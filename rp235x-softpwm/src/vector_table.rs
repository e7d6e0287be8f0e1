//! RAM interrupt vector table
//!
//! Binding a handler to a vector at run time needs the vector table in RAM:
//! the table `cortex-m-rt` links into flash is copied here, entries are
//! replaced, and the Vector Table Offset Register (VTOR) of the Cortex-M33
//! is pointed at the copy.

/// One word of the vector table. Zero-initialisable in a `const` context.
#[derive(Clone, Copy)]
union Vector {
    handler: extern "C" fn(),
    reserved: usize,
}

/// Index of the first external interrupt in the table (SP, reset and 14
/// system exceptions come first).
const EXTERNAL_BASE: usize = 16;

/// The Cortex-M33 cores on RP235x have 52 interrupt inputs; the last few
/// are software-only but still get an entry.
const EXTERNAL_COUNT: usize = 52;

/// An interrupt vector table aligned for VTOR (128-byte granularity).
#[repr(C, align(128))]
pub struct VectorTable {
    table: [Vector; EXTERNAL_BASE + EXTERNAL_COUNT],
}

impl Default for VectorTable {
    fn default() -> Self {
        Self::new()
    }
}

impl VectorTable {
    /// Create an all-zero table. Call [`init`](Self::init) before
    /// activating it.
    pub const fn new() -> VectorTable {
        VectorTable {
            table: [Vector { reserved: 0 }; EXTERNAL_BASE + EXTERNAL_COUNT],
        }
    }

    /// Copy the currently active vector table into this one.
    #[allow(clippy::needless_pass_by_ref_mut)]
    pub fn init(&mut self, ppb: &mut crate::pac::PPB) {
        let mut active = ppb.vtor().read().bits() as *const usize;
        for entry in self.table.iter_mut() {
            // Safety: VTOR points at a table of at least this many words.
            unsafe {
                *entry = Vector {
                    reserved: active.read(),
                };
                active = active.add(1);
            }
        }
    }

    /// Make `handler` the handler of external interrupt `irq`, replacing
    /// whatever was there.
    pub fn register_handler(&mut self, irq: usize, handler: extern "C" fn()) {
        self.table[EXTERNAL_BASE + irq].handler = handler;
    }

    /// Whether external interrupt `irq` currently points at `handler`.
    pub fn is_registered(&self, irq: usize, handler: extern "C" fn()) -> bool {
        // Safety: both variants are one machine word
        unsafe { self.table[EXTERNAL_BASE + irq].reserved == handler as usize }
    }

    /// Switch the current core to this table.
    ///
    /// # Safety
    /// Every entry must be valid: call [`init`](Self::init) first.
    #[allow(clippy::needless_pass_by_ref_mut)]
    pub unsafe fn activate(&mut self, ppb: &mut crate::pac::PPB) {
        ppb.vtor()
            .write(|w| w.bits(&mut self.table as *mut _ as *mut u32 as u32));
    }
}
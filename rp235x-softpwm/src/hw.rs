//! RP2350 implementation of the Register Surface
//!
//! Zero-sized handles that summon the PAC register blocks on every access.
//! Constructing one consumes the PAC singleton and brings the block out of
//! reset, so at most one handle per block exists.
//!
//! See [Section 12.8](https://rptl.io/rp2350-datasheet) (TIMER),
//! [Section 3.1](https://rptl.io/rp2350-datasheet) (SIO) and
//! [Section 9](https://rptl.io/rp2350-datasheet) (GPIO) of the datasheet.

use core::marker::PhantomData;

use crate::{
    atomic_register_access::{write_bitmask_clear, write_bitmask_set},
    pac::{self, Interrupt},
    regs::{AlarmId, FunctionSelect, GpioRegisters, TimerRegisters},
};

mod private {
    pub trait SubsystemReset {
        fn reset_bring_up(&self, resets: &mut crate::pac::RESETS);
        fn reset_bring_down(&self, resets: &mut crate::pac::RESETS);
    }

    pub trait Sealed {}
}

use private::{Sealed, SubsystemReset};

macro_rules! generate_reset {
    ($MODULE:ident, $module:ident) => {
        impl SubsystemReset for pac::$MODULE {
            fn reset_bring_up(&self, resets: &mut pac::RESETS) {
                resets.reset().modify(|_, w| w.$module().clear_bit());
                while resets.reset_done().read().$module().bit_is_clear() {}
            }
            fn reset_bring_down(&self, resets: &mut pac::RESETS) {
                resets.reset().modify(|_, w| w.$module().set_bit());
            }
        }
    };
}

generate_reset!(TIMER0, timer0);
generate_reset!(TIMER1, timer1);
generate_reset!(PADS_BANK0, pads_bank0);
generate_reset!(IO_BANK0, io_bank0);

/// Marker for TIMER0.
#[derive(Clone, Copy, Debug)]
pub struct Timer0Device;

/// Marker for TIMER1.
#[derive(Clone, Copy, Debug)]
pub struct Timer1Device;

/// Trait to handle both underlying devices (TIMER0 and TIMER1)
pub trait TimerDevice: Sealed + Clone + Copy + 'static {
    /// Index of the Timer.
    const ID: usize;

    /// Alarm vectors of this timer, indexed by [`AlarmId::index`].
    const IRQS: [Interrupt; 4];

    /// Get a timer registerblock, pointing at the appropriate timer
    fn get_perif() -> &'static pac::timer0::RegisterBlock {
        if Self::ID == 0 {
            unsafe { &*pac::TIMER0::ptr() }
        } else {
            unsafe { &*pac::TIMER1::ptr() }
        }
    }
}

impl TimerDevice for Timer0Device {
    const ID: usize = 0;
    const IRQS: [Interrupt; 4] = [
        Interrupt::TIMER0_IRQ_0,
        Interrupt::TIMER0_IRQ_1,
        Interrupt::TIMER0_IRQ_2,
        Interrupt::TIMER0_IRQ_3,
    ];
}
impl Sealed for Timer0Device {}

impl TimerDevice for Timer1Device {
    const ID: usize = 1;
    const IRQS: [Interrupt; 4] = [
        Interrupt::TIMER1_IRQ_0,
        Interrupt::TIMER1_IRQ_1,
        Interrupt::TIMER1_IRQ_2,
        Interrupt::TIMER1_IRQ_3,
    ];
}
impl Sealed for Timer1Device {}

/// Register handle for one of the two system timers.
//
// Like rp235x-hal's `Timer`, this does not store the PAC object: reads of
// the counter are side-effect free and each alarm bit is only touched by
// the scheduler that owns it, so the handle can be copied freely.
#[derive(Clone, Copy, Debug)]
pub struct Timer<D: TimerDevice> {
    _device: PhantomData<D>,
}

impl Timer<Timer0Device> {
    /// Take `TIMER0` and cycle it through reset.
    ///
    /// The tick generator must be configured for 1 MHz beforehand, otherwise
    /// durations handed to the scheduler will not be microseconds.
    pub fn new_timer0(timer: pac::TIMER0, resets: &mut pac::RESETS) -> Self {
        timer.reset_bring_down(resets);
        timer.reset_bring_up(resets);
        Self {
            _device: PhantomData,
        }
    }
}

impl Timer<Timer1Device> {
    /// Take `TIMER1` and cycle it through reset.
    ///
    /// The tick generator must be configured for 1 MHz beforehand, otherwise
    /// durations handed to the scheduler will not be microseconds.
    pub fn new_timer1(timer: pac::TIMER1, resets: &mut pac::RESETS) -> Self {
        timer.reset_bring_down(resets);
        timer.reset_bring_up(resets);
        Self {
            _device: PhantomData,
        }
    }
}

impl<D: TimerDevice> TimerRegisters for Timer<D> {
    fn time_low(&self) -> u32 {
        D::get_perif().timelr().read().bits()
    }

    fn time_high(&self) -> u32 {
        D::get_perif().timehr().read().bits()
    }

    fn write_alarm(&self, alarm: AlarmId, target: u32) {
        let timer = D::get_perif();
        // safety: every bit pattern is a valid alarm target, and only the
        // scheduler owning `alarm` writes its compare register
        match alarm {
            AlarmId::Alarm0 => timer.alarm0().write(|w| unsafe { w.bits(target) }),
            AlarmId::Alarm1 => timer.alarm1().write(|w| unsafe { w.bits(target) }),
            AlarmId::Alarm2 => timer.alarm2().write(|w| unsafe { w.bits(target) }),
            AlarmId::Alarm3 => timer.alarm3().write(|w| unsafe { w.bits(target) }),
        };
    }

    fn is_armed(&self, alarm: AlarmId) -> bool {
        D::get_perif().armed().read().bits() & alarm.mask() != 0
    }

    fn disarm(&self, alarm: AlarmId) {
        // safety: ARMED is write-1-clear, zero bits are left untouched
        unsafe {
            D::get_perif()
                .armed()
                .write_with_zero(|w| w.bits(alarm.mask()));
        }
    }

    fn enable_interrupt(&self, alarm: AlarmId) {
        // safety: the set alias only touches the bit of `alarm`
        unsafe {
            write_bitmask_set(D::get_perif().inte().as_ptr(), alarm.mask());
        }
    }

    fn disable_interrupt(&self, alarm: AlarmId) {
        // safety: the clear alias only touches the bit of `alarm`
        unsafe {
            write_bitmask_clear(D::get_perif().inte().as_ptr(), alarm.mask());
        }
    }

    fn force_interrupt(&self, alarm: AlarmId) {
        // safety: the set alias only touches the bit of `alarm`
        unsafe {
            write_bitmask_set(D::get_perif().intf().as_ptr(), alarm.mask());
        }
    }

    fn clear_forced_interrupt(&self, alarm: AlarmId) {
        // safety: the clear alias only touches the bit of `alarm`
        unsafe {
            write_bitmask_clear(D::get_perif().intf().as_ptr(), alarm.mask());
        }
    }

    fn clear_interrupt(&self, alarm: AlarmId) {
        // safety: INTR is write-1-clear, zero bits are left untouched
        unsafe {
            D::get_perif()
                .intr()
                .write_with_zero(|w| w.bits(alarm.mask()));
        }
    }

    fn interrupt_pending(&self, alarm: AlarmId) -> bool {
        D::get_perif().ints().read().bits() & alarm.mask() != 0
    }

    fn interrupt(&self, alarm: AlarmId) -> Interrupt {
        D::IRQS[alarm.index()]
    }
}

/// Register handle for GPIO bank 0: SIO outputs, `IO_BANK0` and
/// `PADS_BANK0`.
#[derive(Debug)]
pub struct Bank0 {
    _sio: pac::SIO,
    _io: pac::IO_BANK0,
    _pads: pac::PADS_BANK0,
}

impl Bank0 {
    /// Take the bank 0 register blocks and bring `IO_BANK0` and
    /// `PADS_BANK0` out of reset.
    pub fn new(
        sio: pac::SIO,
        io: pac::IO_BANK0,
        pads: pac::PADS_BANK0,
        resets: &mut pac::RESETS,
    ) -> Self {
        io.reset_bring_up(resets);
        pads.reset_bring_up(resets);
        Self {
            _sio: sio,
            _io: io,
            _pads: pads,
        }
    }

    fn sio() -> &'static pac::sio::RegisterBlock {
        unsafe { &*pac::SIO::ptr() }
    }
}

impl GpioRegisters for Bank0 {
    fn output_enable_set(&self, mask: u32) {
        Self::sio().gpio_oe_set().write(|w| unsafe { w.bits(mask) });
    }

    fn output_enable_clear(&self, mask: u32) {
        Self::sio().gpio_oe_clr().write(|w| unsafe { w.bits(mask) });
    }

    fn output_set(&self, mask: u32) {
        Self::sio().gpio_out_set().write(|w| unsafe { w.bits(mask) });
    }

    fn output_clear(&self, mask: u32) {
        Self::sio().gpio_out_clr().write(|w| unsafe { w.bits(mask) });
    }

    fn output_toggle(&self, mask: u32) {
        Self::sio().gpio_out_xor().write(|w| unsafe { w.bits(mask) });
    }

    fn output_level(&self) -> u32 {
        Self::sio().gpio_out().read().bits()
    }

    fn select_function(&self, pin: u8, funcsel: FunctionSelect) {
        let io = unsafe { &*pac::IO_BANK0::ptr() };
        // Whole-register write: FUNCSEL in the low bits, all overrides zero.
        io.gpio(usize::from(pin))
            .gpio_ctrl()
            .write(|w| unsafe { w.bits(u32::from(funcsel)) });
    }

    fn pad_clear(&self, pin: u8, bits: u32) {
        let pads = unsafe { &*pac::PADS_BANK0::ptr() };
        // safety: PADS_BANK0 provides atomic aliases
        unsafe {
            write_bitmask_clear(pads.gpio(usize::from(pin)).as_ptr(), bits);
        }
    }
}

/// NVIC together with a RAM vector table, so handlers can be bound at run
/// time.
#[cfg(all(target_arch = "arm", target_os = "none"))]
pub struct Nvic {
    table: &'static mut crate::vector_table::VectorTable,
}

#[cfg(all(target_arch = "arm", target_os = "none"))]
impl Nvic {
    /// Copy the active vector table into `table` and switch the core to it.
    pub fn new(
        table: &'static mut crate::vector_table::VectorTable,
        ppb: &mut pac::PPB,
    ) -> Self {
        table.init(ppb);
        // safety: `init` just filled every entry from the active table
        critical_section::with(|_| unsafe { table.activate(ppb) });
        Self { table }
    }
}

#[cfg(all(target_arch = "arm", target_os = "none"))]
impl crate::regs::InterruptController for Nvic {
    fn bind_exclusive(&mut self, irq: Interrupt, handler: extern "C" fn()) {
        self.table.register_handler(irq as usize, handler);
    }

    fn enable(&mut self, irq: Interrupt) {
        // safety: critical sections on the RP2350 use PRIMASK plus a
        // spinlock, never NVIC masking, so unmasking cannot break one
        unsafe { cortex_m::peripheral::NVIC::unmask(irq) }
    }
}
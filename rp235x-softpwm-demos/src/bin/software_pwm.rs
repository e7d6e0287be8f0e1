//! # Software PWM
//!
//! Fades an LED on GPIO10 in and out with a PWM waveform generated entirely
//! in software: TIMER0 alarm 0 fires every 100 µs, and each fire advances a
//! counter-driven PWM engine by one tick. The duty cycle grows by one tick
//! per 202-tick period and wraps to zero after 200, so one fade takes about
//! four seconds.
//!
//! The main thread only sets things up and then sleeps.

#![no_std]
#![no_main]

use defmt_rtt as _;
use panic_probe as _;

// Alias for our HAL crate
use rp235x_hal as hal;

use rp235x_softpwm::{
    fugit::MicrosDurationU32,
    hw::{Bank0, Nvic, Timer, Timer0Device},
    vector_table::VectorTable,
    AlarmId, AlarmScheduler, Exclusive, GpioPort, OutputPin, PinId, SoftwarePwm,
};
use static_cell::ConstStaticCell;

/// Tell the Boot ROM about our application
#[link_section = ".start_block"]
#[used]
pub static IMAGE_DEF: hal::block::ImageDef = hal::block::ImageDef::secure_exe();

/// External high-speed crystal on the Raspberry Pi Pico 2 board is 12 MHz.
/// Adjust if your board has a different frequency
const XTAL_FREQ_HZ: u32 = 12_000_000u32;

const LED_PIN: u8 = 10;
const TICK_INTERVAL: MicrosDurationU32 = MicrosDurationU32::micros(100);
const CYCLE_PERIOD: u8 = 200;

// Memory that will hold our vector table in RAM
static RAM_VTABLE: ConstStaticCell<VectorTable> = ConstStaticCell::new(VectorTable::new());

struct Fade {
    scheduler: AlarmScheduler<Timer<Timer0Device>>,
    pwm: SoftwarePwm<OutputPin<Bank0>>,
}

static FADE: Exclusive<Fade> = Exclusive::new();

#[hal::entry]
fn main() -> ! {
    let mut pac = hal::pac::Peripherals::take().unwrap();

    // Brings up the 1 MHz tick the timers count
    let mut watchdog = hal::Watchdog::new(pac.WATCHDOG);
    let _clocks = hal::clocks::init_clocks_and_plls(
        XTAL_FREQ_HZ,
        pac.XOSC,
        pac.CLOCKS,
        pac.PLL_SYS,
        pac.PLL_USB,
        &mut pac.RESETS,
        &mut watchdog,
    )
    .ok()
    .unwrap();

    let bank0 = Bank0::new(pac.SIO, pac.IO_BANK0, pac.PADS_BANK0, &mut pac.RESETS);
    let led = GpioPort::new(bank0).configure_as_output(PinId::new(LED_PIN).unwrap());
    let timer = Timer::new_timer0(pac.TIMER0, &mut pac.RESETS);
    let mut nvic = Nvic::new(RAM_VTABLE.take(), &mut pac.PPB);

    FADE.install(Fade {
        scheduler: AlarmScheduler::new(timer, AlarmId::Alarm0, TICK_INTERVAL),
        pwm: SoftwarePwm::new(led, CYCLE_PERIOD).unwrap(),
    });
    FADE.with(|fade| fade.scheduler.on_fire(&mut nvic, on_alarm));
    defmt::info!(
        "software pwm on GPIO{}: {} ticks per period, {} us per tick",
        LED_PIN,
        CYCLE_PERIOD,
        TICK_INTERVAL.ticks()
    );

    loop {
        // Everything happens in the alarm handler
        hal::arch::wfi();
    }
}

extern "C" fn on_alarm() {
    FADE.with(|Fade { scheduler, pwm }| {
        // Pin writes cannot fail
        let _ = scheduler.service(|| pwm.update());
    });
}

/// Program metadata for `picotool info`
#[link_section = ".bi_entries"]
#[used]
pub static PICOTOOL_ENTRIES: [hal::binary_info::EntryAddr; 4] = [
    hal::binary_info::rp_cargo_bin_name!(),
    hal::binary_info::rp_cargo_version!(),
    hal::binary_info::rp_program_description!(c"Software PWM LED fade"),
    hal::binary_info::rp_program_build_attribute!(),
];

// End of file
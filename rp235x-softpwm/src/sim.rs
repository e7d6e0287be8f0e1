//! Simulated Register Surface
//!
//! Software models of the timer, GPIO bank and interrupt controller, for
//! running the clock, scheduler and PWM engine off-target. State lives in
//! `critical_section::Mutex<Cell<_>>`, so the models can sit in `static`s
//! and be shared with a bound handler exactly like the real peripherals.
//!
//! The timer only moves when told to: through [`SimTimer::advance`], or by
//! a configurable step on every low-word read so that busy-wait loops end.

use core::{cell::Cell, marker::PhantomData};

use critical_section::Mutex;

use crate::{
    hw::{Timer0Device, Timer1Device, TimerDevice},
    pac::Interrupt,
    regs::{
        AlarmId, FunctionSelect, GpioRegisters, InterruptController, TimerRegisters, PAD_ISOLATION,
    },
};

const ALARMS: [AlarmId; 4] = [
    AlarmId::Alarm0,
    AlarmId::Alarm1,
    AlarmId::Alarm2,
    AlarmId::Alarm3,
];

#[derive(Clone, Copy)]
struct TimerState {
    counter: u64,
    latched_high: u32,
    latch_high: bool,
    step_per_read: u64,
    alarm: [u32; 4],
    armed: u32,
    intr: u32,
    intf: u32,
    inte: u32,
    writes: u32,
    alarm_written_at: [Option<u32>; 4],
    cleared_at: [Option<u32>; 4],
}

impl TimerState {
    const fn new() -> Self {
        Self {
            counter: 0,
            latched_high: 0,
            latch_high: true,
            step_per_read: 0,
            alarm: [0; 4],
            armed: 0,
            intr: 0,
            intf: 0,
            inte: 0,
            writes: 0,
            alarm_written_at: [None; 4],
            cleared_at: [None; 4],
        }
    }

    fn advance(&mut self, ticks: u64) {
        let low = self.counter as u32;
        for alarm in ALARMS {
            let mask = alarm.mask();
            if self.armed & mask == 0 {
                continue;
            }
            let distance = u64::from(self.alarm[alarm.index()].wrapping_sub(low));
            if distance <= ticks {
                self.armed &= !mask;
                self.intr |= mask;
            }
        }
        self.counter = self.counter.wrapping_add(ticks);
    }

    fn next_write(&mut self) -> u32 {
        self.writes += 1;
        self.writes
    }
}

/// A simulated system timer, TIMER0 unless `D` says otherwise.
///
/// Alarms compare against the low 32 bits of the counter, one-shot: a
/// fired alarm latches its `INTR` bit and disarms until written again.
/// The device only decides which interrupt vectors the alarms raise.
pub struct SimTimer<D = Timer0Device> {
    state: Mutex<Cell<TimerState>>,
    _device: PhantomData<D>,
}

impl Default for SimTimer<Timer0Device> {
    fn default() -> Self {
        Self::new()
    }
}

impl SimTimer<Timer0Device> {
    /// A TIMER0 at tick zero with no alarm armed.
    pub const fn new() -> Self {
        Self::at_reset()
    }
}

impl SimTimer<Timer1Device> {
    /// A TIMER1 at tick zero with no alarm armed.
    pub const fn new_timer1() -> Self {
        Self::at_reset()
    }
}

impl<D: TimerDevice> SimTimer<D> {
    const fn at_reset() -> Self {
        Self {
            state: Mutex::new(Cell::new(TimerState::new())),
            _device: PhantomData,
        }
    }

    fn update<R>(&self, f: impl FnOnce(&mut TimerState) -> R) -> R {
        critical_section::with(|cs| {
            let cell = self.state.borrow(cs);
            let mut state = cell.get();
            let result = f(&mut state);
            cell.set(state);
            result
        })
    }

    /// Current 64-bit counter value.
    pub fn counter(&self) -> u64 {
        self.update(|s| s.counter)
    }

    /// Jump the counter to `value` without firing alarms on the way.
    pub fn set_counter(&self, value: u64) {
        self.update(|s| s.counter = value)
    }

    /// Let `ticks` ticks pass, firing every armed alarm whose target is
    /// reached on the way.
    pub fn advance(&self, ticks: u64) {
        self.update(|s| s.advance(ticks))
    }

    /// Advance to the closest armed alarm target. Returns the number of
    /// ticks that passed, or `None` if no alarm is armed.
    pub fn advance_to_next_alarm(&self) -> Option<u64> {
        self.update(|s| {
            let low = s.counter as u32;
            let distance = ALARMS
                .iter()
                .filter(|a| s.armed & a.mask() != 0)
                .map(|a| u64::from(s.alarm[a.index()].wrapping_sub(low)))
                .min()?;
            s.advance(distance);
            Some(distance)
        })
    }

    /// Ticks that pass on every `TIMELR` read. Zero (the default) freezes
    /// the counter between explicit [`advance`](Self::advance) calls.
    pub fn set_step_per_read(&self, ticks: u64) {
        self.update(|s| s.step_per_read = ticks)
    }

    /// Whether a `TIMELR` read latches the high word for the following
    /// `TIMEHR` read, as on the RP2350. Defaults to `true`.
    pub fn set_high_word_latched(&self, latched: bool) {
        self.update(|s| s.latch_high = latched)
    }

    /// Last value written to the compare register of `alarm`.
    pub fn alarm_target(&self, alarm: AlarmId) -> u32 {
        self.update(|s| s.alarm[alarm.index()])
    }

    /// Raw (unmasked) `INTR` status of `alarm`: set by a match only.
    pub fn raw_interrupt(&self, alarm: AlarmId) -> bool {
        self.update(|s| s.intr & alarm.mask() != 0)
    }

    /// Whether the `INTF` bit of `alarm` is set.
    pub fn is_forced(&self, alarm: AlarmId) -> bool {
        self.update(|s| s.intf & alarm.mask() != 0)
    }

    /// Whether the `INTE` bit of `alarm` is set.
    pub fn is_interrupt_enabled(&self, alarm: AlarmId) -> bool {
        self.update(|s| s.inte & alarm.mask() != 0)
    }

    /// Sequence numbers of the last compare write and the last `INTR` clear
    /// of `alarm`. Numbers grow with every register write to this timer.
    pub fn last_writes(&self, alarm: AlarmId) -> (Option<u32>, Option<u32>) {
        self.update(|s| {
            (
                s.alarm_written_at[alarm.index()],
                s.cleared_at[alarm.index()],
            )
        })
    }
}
----------------
> [Task statement]: What is the number of lines in the data above that include the word "Mutex"? Answer with that number only.

> [Written answer]: 4